About this exercise → Could you output every record below exactly as it appears?

Provided records →
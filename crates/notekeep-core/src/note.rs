//! Notes as handed to callers, and the shapes of save requests and results

use std::path::{Path, PathBuf};

use serde::{Deserialize, Serialize};

use crate::convert::{decode, derive_title, render_html, to_plain_text, Document, MAX_TITLE_CHARS};
use crate::index::NoteIndexEntry;
use crate::sanitize::INBOX_FOLDER;
use crate::text::truncate_chars;

/// One note, materialized from its file on each load
#[derive(Debug, Clone, PartialEq, Eq, Serialize)]
#[serde(rename_all = "camelCase")]
pub struct Note {
    pub note_id: String,
    pub title: String,
    pub is_title_manual: bool,
    /// Raw persisted text with LF line endings
    pub text: String,
    pub plain_text: String,
    pub document: Document,
    /// Directory part of the relative path, or `"inbox"` at the root
    pub folder_path: String,
    pub created_at: i64,
    pub updated_at: i64,
    pub file_path: PathBuf,
}

impl Note {
    /// Assemble a note from its index entry and the file's text.
    pub fn materialize(
        note_id: &str,
        entry: &NoteIndexEntry,
        text: String,
        updated_at: i64,
        file_path: PathBuf,
    ) -> Self {
        let manual = entry
            .manual_title
            .as_deref()
            .map(str::trim)
            .filter(|title| !title.is_empty());

        let title = match manual {
            Some(title) => truncate_chars(title, MAX_TITLE_CHARS),
            None => derive_title(&text),
        };

        Note {
            note_id: note_id.to_string(),
            title,
            is_title_manual: manual.is_some(),
            plain_text: to_plain_text(&text),
            document: decode(&text),
            folder_path: folder_bucket(&entry.relative_path),
            created_at: entry.created_at,
            updated_at,
            file_path,
            text,
        }
    }

    pub fn html(&self) -> String {
        render_html(&self.document)
    }

    /// Case-insensitive substring match over title and plain text
    pub fn matches(&self, needle: &str) -> bool {
        let needle = needle.to_lowercase();
        self.title.to_lowercase().contains(&needle)
            || self.plain_text.to_lowercase().contains(&needle)
    }
}

/// Folder bucket for a posix relative path; root-level files land in `"inbox"`.
pub fn folder_bucket(relative_path: &str) -> String {
    match Path::new(relative_path).parent() {
        Some(parent) if !parent.as_os_str().is_empty() => {
            parent.to_string_lossy().replace('\\', "/")
        }
        _ => INBOX_FOLDER.to_string(),
    }
}

/// What a caller supplies to save a note
#[derive(Debug, Clone, Default, PartialEq, Eq, Deserialize)]
#[serde(rename_all = "camelCase")]
pub struct SaveRequest {
    pub note_id: String,
    /// Title used for the filename; derived from `text` when empty
    #[serde(default)]
    pub title: String,
    pub text: String,
    #[serde(default)]
    pub folder_path: String,
    #[serde(default)]
    pub is_title_manual: bool,
}

impl SaveRequest {
    pub fn new(note_id: impl Into<String>, title: impl Into<String>, text: impl Into<String>) -> Self {
        SaveRequest {
            note_id: note_id.into(),
            title: title.into(),
            text: text.into(),
            ..Default::default()
        }
    }

    pub fn in_folder(mut self, folder_path: impl Into<String>) -> Self {
        self.folder_path = folder_path.into();
        self
    }

    pub fn manual_title(mut self, is_manual: bool) -> Self {
        self.is_title_manual = is_manual;
        self
    }
}

#[derive(Debug, Clone, PartialEq, Eq, Serialize)]
#[serde(rename_all = "camelCase")]
pub struct SaveResult {
    pub file_path: PathBuf,
    pub note_id: String,
    pub created_at: i64,
    pub updated_at: i64,
}

#[cfg(test)]
mod tests {
    use super::*;

    fn entry(path: &str, manual_title: Option<&str>) -> NoteIndexEntry {
        NoteIndexEntry {
            relative_path: path.to_string(),
            created_at: 10,
            manual_title: manual_title.map(str::to_string),
        }
    }

    #[test]
    fn test_folder_bucket() {
        assert_eq!(folder_bucket("hello.md"), "inbox");
        assert_eq!(folder_bucket("work/hello.md"), "work");
        assert_eq!(folder_bucket("work/2024/hello.md"), "work/2024");
    }

    #[test]
    fn test_derived_title() {
        let note = Note::materialize(
            "abc",
            &entry("hello.md", None),
            "# Hello\nworld".to_string(),
            20,
            PathBuf::from("/notes/hello.md"),
        );
        assert_eq!(note.title, "Hello");
        assert!(!note.is_title_manual);
        assert_eq!(note.folder_path, "inbox");
        assert_eq!(note.created_at, 10);
        assert_eq!(note.updated_at, 20);
    }

    #[test]
    fn test_manual_title_wins_unless_blank() {
        let manual = Note::materialize(
            "abc",
            &entry("work/a.md", Some("  Mine  ")),
            "body".to_string(),
            0,
            PathBuf::from("/notes/work/a.md"),
        );
        assert_eq!(manual.title, "Mine");
        assert!(manual.is_title_manual);

        let blank = Note::materialize(
            "abc",
            &entry("work/a.md", Some("   ")),
            "body".to_string(),
            0,
            PathBuf::from("/notes/work/a.md"),
        );
        assert_eq!(blank.title, "body");
        assert!(!blank.is_title_manual);
    }

    #[test]
    fn test_hand_edited_manual_title_is_capped() {
        let long = "x".repeat(MAX_TITLE_CHARS + 25);
        let note = Note::materialize(
            "abc",
            &entry("a.md", Some(&long)),
            "body".to_string(),
            0,
            PathBuf::from("/notes/a.md"),
        );
        assert_eq!(note.title, "x".repeat(MAX_TITLE_CHARS));
        assert!(note.is_title_manual);
    }

    #[test]
    fn test_serializes_camel_case() {
        let note = Note::materialize(
            "abc",
            &entry("hello.md", None),
            "- [x] done".to_string(),
            1,
            PathBuf::from("/notes/hello.md"),
        );
        let json = serde_json::to_value(&note).unwrap();
        assert_eq!(json["noteId"], "abc");
        assert_eq!(json["isTitleManual"], false);
        assert_eq!(json["plainText"], "done");
        assert_eq!(json["document"]["blocks"][0]["type"], "checklist");
    }

    #[test]
    fn test_matches() {
        let note = Note::materialize(
            "abc",
            &entry("hello.md", None),
            "Groceries\nBuy MILK".to_string(),
            1,
            PathBuf::from("/notes/hello.md"),
        );
        assert!(note.matches("milk"));
        assert!(note.matches("grocer"));
        assert!(!note.matches("bread"));
    }
}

Exercise solution →
filename crates/notekeep-core/src/note.rs
//! Notes as handed to callers, and the shapes of save requests and results

use std::path::{Path, PathBuf};

use serde::{Deserialize, Serialize};

use crate::convert::{decode, derive_title, render_html, to_plain_text, Document, MAX_TITLE_CHARS};
use crate::index::NoteIndexEntry;
use crate::sanitize::INBOX_FOLDER;
use crate::text::truncate_chars;

/// One note, materialized from its file on each load
#[derive(Debug, Clone, PartialEq, Eq, Serialize)]
#[serde(rename_all = "camelCase")]
pub struct Note {
    pub note_id: String,
    pub title: String,
    pub is_title_manual: bool,
    /// Raw persisted text with LF line endings
    pub text: String,
    pub plain_text: String,
    pub document: Document,
    /// Directory part of the relative path, or `"inbox"` at the root
    pub folder_path: String,
    pub created_at: i64,
    pub updated_at: i64,
    pub file_path: PathBuf,
}

impl Note {
    /// Assemble a note from its index entry and the file's text.
    pub fn materialize(
        note_id: &str,
        entry: &NoteIndexEntry,
        text: String,
        updated_at: i64,
        file_path: PathBuf,
    ) -> Self {
        let manual = entry
            .manual_title
            .as_deref()
            .map(str::trim)
            .filter(|title| !title.is_empty());

        let title = match manual {
            Some(title) => truncate_chars(title, MAX_TITLE_CHARS),
            None => derive_title(&text),
        };

        Note {
            note_id: note_id.to_string(),
            title,
            is_title_manual: manual.is_some(),
            plain_text: to_plain_text(&text),
            document: decode(&text),
            folder_path: folder_bucket(&entry.relative_path),
            created_at: entry.created_at,
            updated_at,
            file_path,
            text,
        }
    }

    pub fn html(&self) -> String {
        render_html(&self.document)
    }

    /// Case-insensitive substring match over title and plain text
    pub fn matches(&self, needle: &str) -> bool {
        let needle = needle.to_lowercase();
        self.title.to_lowercase().contains(&needle)
            || self.plain_text.to_lowercase().contains(&needle)
    }
}

/// Folder bucket for a posix relative path; root-level files land in `"inbox"`.
pub fn folder_bucket(relative_path: &str) -> String {
    match Path::new(relative_path).parent() {
        Some(parent) if !parent.as_os_str().is_empty() => {
            parent.to_string_lossy().replace('\\', "/")
        }
        _ => INBOX_FOLDER.to_string(),
    }
}

/// What a caller supplies to save a note
#[derive(Debug, Clone, Default, PartialEq, Eq, Deserialize)]
#[serde(rename_all = "camelCase")]
pub struct SaveRequest {
    pub note_id: String,
    /// Title used for the filename; derived from `text` when empty
    #[serde(default)]
    pub title: String,
    pub text: String,
    #[serde(default)]
    pub folder_path: String,
    #[serde(default)]
    pub is_title_manual: bool,
}

impl SaveRequest {
    pub fn new(note_id: impl Into<String>, title: impl Into<String>, text: impl Into<String>) -> Self {
        SaveRequest {
            note_id: note_id.into(),
            title: title.into(),
            text: text.into(),
            ..Default::default()
        }
    }

    pub fn in_folder(mut self, folder_path: impl Into<String>) -> Self {
        self.folder_path = folder_path.into();
        self
    }

    pub fn manual_title(mut self, is_manual: bool) -> Self {
        self.is_title_manual = is_manual;
        self
    }
}

#[derive(Debug, Clone, PartialEq, Eq, Serialize)]
#[serde(rename_all = "camelCase")]
pub struct SaveResult {
    pub file_path: PathBuf,
    pub note_id: String,
    pub created_at: i64,
    pub updated_at: i64,
}

#[cfg(test)]
mod tests {
    use super::*;

    fn entry(path: &str, manual_title: Option<&str>) -> NoteIndexEntry {
        NoteIndexEntry {
            relative_path: path.to_string(),
            created_at: 10,
            manual_title: manual_title.map(str::to_string),
        }
    }

    #[test]
    fn test_folder_bucket() {
        assert_eq!(folder_bucket("hello.md"), "inbox");
        assert_eq!(folder_bucket("work/hello.md"), "work");
        assert_eq!(folder_bucket("work/2024/hello.md"), "work/2024");
    }

    #[test]
    fn test_derived_title() {
        let note = Note::materialize(
            "abc",
            &entry("hello.md", None),
            "# Hello\nworld".to_string(),
            20,
            PathBuf::from("/notes/hello.md"),
        );
        assert_eq!(note.title, "Hello");
        assert!(!note.is_title_manual);
        assert_eq!(note.folder_path, "inbox");
        assert_eq!(note.created_at, 10);
        assert_eq!(note.updated_at, 20);
    }

    #[test]
    fn test_manual_title_wins_unless_blank() {
        let manual = Note::materialize(
            "abc",
            &entry("work/a.md", Some("  Mine  ")),
            "body".to_string(),
            0,
            PathBuf::from("/notes/work/a.md"),
        );
        assert_eq!(manual.title, "Mine");
        assert!(manual.is_title_manual);

        let blank = Note::materialize(
            "abc",
            &entry("work/a.md", Some("   ")),
            "body".to_string(),
            0,
            PathBuf::from("/notes/work/a.md"),
        );
        assert_eq!(blank.title, "body");
        assert!(!blank.is_title_manual);
    }

    #[test]
    fn test_hand_edited_manual_title_is_capped() {
        let long = "x".repeat(MAX_TITLE_CHARS + 25);
        let note = Note::materialize(
            "abc",
            &entry("a.md", Some(&long)),
            "body".to_string(),
            0,
            PathBuf::from("/notes/a.md"),
        );
        assert_eq!(note.title, "x".repeat(MAX_TITLE_CHARS));
        assert!(note.is_title_manual);
    }

    #[test]
    fn test_serializes_camel_case() {
        let note = Note::materialize(
            "abc",
            &entry("hello.md", None),
            "- [x] done".to_string(),
            1,
            PathBuf::from("/notes/hello.md"),
        );
        let json = serde_json::to_value(&note).unwrap();
        assert_eq!(json["noteId"], "abc");
        assert_eq!(json["isTitleManual"], false);
        assert_eq!(json["plainText"], "done");
        assert_eq!(json["document"]["blocks"][0]["type"], "checklist");
    }

    #[test]
    fn test_matches() {
        let note = Note::materialize(
            "abc",
            &entry("hello.md", None),
            "Groceries\nBuy MILK".to_string(),
            1,
            PathBuf::from("/notes/hello.md"),
        );
        assert!(note.matches("milk"));
        assert!(note.matches("grocer"));
        assert!(!note.matches("bread"));
    }
}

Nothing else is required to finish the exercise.